|Scientific Name:||Puffinus mauretanicus Lowe, 1921|
|Taxonomic Source(s):||Brooke, M. de L. 2004. Albatrosses and Petrels Across the World. Oxford University Press, Oxford.|
|Identification information:||33 cm. Medium-sized, rather dark shearwater. Upperparts dark brown contrasting slightly with the dirty, variably marked brown-whitish underparts. Most individuals show dusky undertail coverts and armpits. Similar spp. Easily told from Manx Shearwater P. puffinus by lack of strong contrast between upperparts and underparts.
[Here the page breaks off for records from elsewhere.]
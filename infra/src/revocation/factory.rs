//! Configuration-driven revocation store construction

use std::sync::Arc;

use tracing::{info, warn};

use ck_core::{RevocationSettings, RevocationStore};
use ck_shared::config::{AuthConfig, CacheConfig};

use crate::cache::redis_client::RedisClient;

use super::redis_backend::RedisRevocationBackend;

/// Builds the revocation store for this process
///
/// With the shared cache disabled the store is process-local. When it is
/// enabled but unreachable the process still starts, degraded to the local
/// backend; the failure is logged rather than returned.
pub async fn build_revocation_store(auth: &AuthConfig, cache: &CacheConfig) -> RevocationStore {
    let settings = RevocationSettings::from_config(auth, cache);

    if !cache.enabled {
        info!("Revocation store using process-local backend");
        return RevocationStore::new(settings);
    }

    match RedisClient::new(cache.clone()).await {
        Ok(client) => {
            info!("Revocation store using Redis backend");
            let backend = RedisRevocationBackend::new(Arc::new(client));
            RevocationStore::with_backend(settings, Arc::new(backend))
        }
        Err(e) => {
            warn!(error = %e, "Redis unavailable at startup, revocations are local to this instance");
            RevocationStore::degraded(settings, &e.to_string())
        }
    }
}
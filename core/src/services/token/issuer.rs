//! Token issuance

use std::sync::Arc;

use chrono::Utc;
use jsonwebtoken::{encode, EncodingKey, Header};
use tracing::debug;
use uuid::Uuid;

use crate::domain::entities::{ClaimSet, TokenClaims, TokenPair, TokenType};
use crate::errors::{DomainError, DomainResult};

use super::config::{to_chrono, TokenServiceConfig};
use super::key_store::KeyStore;

/// Mints signed access and refresh tokens with the key store's current key
pub struct TokenIssuer {
    keys: Arc<KeyStore>,
    config: TokenServiceConfig,
}

impl TokenIssuer {
    pub fn new(keys: Arc<KeyStore>, config: TokenServiceConfig) -> Self {
        Self { keys, config }
    }

    pub fn config(&self) -> &TokenServiceConfig {
        &self.config
    }

    pub fn key_store(&self) -> &Arc<KeyStore> {
        &self.keys
    }

    /// Issues a short-lived access token
    ///
    /// # Errors
    ///
    /// * `TokenError::NoActiveKey` - no primary secret is configured
    pub fn issue_access_token(&self, subject_id: &str, claims: &ClaimSet) -> DomainResult<String> {
        self.issue(subject_id, claims, TokenType::Access, None)
    }

    /// Issues a long-lived refresh token linked to `pair_id`
    pub fn issue_refresh_token(
        &self,
        subject_id: &str,
        claims: &ClaimSet,
        pair_id: &str,
    ) -> DomainResult<String> {
        self.issue(subject_id, claims, TokenType::Refresh, Some(pair_id))
    }

    /// Issues an access/refresh pair sharing one pair id
    pub fn issue_pair(&self, subject_id: &str, claims: &ClaimSet) -> DomainResult<TokenPair> {
        let pair_id = Uuid::new_v4().to_string();

        let access_token = self.issue(subject_id, claims, TokenType::Access, Some(&pair_id))?;
        let refresh_token = self.issue_refresh_token(subject_id, claims, &pair_id)?;

        debug!(subject_id, pair_id = %pair_id, "Issued token pair");

        Ok(TokenPair {
            access_token,
            refresh_token,
            access_expires_in: self.config.access_ttl_seconds(),
            refresh_expires_in: self.config.refresh_ttl_seconds(),
            pair_id,
        })
    }

    fn issue(
        &self,
        subject_id: &str,
        claims: &ClaimSet,
        token_type: TokenType,
        pair_id: Option<&str>,
    ) -> DomainResult<String> {
        if subject_id.is_empty() {
            return Err(DomainError::Validation {
                message: "Token subject must not be empty".to_string(),
            });
        }

        let ttl = match token_type {
            TokenType::Access => self.config.access_ttl,
            TokenType::Refresh => self.config.refresh_ttl,
        };
        let now = Utc::now();

        let claims = TokenClaims {
            sub: subject_id.to_string(),
            token_type,
            jti: Uuid::new_v4().to_string(),
            kid: String::new(),
            role: claims.role.clone(),
            permissions: claims.permissions.clone(),
            pair_id: pair_id.map(str::to_string),
            iat: now.timestamp(),
            nbf: now.timestamp(),
            exp: (now + to_chrono(ttl)).timestamp(),
            iss: self.config.issuer.clone(),
            aud: self.config.audience.clone(),
        };

        self.sign(claims)
    }

    /// Signs arbitrary claims with the current key, stamping its id
    pub fn sign(&self, mut claims: TokenClaims) -> DomainResult<String> {
        let key = self.keys.current_key()?;
        claims.kid = key.id.clone();

        let mut header = Header::new(self.config.algorithm);
        header.kid = Some(key.id.clone());

        encode(&header, &claims, &EncodingKey::from_secret(&key.secret)).map_err(|e| {
            DomainError::Internal {
                message: format!("Failed to sign token: {}", e),
            }
        })
    }
}
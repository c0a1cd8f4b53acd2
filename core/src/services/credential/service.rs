//! Credential service composing issuance, verification and revocation

use std::sync::Arc;
use std::time::Duration;

use serde::Serialize;
use tracing::{debug, info, warn};

use crate::domain::entities::{ClaimSet, Identity, RevocationReason, TokenPair, TokenType};
use crate::errors::{DomainResult, TokenError};
use crate::services::revocation::{BatchRevocationReport, RevocationStats, RevocationStore};
use crate::services::token::{KeyStore, KeyStoreStatus, TokenIssuer, TokenServiceConfig, TokenVerifier};

/// Outcome of revoking an access/refresh pair
#[derive(Debug, Clone, Copy, Default, PartialEq, Eq, Serialize)]
pub struct PairRevocation {
    pub access_revoked: bool,
    pub refresh_revoked: bool,
}

/// Entry point for everything that touches a credential
pub struct CredentialService {
    issuer: TokenIssuer,
    verifier: TokenVerifier,
    revocations: Arc<RevocationStore>,
}

impl CredentialService {
    pub fn new(issuer: TokenIssuer, verifier: TokenVerifier, revocations: Arc<RevocationStore>) -> Self {
        Self {
            issuer,
            verifier,
            revocations,
        }
    }

    /// Wires issuer and verifier onto one key store
    pub fn from_parts(
        keys: Arc<KeyStore>,
        config: TokenServiceConfig,
        revocations: Arc<RevocationStore>,
    ) -> Self {
        let verifier = TokenVerifier::new(keys.clone(), &config);
        let issuer = TokenIssuer::new(keys, config);
        Self::new(issuer, verifier, revocations)
    }

    pub fn issuer(&self) -> &TokenIssuer {
        &self.issuer
    }

    pub fn verifier(&self) -> &TokenVerifier {
        &self.verifier
    }

    pub fn revocations(&self) -> &Arc<RevocationStore> {
        &self.revocations
    }

    /// Issues a new pair after a successful login
    pub fn issue_pair(&self, subject_id: &str, claims: &ClaimSet) -> DomainResult<TokenPair> {
        let pair = self.issuer.issue_pair(subject_id, claims)?;
        info!(subject_id, pair_id = %pair.pair_id, "Issued credentials");
        Ok(pair)
    }

    /// Resolves the identity behind an access token
    ///
    /// Signature and structure are checked first, then revocation.
    pub async fn authenticate(&self, token: &str) -> DomainResult<Identity> {
        let claims = self.verifier.verify_typed(token, TokenType::Access)?;

        if self.revocations.is_claims_revoked(&claims, false).await? {
            debug!(token_id = %claims.jti, "Rejected revoked access token");
            return Err(TokenError::Revoked.into());
        }

        Ok(Identity::from(&claims))
    }

    /// Exchanges a refresh token for a new pair
    ///
    /// The presented token is revoked as `token_rotated` for its remaining
    /// lifetime. Role and permissions carry over unless `overrides` sets them.
    pub async fn refresh(
        &self,
        refresh_token: &str,
        overrides: Option<ClaimSet>,
    ) -> DomainResult<TokenPair> {
        let claims = self.verifier.verify_typed(refresh_token, TokenType::Refresh)?;

        if self.revocations.is_claims_revoked(&claims, false).await? {
            warn!(
                subject_id = %claims.sub,
                token_id = %claims.jti,
                "Revoked refresh token presented"
            );
            return Err(TokenError::Revoked.into());
        }

        let remaining = Duration::from_secs(claims.remaining_seconds());
        self.revocations
            .revoke_claims(&claims, RevocationReason::TokenRotated, Some(remaining))
            .await?;

        let carried = merge_claims(claims.claim_set(), overrides);
        let pair = self.issuer.issue_pair(&claims.sub, &carried)?;

        info!(
            subject_id = %claims.sub,
            previous_pair_id = claims.pair_id.as_deref().unwrap_or("none"),
            pair_id = %pair.pair_id,
            "Refresh token rotated"
        );
        Ok(pair)
    }

    /// Revokes either side of a pair independently
    pub async fn revoke_pair(
        &self,
        access_token: Option<&str>,
        refresh_token: Option<&str>,
        reason: RevocationReason,
    ) -> PairRevocation {
        PairRevocation {
            access_revoked: self.revoke_one(access_token, reason, "access").await,
            refresh_revoked: self.revoke_one(refresh_token, reason, "refresh").await,
        }
    }

    async fn revoke_one(&self, token: Option<&str>, reason: RevocationReason, side: &str) -> bool {
        let Some(token) = token else {
            return false;
        };

        match self.revocations.revoke(token, reason, None).await {
            Ok(revoked) => revoked,
            Err(e) => {
                warn!(side, error = %e, "Failed to revoke token");
                false
            }
        }
    }

    /// Best-effort revocation of many tokens
    pub async fn revoke_tokens(&self, tokens: &[String], reason: RevocationReason) -> BatchRevocationReport {
        self.revocations.revoke_many(tokens, reason).await
    }

    pub fn key_status(&self) -> KeyStoreStatus {
        self.issuer.key_store().status()
    }

    pub async fn revocation_stats(&self) -> RevocationStats {
        self.revocations.stats().await
    }
}

/// Overrides replace the carried role when set and the carried permissions
/// when non-empty
fn merge_claims(carried: ClaimSet, overrides: Option<ClaimSet>) -> ClaimSet {
    let Some(overrides) = overrides else {
        return carried;
    };

    ClaimSet {
        role: overrides.role.or(carried.role),
        permissions: if overrides.permissions.is_empty() {
            carried.permissions
        } else {
            overrides.permissions
        },
    }
}
//! Revocation backend trait

use std::time::Duration;

use async_trait::async_trait;

use crate::domain::entities::RevocationRecord;
use crate::errors::DomainResult;

/// TTL-capable storage for revocation records
///
/// Implementations must forget a record once its TTL elapses. Two backends
/// ship: a process-local map and a shared network cache.
#[async_trait]
pub trait RevocationBackend: Send + Sync {
    /// Short backend name for diagnostics
    fn name(&self) -> &'static str;

    /// Store a record that expires after `ttl`
    async fn put(&self, record: &RevocationRecord, ttl: Duration) -> DomainResult<()>;

    /// Fetch the live record for `token_id`
    async fn get(&self, token_id: &str) -> DomainResult<Option<RevocationRecord>>;

    /// Number of live records
    async fn count(&self) -> DomainResult<usize>;

    /// Physically drop expired records, for backends that do not expire on their own
    async fn purge_expired(&self) -> DomainResult<usize> {
        Ok(0)
    }
}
Dark individuals could be mistaken for Sooty Shearwater P. griseus but always show a white belly patch and lack the scythe-like wings and heavier flight of that species.|
|Red List Category & Criteria:||Critically Endangered A4bcde ver 3.1|
|Reviewer(s):||Butchart, S. & Symes, A.|
|Contributor(s):||Genovart, M., Andrews, D., Arcos, J., Blasco, J., Guilford, T., Louzao, M., McMinn, M., Oro, D., Porter, R. & Tanner, K.|
|Facilitator/Compiler(s):||Ashpole, J, Benstead, P., Bird, J., Calvert, R., Derhé, M., Harding, M., Lascelles, B., Martin, R, Moreno, R., O'Brien, A., Peet, N. & Symes, A.|
This species has a small breeding range and a relatively small population which is undergoing an extremely rapid decline, largely related to low adult (and immature) survival rates. Main threats are fisheries by-catch at sea and predation at breeding colonies by introduced mammals, factors that would explain the added mortality of the species. Population models predict over 90% decline in three generations with an average extinction time of about 60 years, hence qualifying the species as Critically Endangered.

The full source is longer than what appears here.